### AIM OF THE EXERCISE
Extract, from the listing that follows, each line containing the word "SimulationError".
━━━━━ EXERCISE INPUTS
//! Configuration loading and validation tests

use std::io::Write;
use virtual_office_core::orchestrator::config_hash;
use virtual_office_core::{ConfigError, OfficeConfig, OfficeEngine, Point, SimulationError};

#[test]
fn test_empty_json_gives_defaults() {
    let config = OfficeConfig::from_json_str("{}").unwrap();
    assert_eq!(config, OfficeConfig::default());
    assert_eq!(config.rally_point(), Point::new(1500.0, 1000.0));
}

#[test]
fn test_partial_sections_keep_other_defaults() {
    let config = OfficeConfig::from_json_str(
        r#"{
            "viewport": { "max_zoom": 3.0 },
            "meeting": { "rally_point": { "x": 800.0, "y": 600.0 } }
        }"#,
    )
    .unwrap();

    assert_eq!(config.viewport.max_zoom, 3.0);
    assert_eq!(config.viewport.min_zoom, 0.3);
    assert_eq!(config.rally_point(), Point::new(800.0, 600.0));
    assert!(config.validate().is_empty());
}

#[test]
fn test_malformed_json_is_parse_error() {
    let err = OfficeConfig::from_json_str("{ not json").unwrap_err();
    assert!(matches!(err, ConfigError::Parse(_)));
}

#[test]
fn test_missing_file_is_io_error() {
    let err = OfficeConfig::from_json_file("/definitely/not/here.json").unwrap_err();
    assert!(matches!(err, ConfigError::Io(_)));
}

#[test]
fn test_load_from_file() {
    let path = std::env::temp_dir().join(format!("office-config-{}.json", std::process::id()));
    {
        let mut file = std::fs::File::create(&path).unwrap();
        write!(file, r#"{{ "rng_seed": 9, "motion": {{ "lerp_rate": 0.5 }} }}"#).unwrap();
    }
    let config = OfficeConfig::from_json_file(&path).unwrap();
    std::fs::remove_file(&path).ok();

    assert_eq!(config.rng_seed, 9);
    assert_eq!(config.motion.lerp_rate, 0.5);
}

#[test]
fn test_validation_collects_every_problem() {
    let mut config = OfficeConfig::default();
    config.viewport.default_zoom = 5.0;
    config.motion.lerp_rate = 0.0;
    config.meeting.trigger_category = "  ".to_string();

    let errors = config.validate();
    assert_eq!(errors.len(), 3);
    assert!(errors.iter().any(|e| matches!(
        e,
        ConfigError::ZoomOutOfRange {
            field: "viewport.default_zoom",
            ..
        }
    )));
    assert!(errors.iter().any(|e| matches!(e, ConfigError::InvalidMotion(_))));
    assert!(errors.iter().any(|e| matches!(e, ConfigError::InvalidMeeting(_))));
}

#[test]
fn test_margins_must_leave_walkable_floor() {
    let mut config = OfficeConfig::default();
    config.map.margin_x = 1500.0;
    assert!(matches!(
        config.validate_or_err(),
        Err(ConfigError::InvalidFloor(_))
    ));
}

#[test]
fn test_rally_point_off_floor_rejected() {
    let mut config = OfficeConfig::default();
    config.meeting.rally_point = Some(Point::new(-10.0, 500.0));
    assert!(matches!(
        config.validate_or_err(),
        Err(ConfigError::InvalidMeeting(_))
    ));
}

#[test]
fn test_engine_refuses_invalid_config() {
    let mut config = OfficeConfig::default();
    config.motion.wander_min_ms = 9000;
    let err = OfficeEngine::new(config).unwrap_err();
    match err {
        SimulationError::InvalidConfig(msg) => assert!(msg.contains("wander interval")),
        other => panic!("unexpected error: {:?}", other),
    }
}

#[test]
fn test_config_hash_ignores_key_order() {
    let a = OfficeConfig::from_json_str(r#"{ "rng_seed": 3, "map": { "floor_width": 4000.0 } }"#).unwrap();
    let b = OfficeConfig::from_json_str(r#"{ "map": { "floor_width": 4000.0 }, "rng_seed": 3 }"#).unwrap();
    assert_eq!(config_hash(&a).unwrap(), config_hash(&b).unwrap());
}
━━━━━━━━━━
━━━━━ EXERCISE INPUTS
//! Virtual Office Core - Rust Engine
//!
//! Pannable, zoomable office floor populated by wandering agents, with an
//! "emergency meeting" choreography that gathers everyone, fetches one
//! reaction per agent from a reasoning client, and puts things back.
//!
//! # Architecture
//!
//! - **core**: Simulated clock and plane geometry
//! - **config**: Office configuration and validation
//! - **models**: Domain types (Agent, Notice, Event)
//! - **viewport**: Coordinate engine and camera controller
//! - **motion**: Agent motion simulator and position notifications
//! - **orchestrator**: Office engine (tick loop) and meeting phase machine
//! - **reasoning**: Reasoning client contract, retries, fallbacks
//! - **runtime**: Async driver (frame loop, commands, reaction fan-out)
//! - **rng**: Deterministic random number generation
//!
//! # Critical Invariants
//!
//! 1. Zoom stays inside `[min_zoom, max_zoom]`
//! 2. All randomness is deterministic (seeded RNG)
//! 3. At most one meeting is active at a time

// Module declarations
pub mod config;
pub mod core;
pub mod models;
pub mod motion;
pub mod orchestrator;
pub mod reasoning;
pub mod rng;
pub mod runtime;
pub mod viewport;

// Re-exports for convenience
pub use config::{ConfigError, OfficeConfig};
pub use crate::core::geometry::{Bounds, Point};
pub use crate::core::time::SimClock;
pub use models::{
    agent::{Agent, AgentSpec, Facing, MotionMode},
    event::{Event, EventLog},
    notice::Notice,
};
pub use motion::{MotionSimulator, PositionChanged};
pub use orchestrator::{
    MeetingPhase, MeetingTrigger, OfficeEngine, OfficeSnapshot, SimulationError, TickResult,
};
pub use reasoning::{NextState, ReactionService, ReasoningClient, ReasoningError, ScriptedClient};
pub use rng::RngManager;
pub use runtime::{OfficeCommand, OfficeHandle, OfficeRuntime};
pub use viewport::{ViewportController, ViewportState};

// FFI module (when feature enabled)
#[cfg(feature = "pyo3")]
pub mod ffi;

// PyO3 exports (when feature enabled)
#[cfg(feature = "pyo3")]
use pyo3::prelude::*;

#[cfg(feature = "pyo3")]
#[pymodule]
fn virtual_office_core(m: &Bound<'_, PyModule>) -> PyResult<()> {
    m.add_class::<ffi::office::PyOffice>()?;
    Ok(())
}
━━━━━━━━━━
### SOLVED PROBLEM
use virtual_office_core::{ConfigError, OfficeConfig, OfficeEngine, Point, SimulationError};
        SimulationError::InvalidConfig(msg) => assert!(msg.contains("wander interval")),
    MeetingPhase, MeetingTrigger, OfficeEngine, OfficeSnapshot, SimulationError, TickResult,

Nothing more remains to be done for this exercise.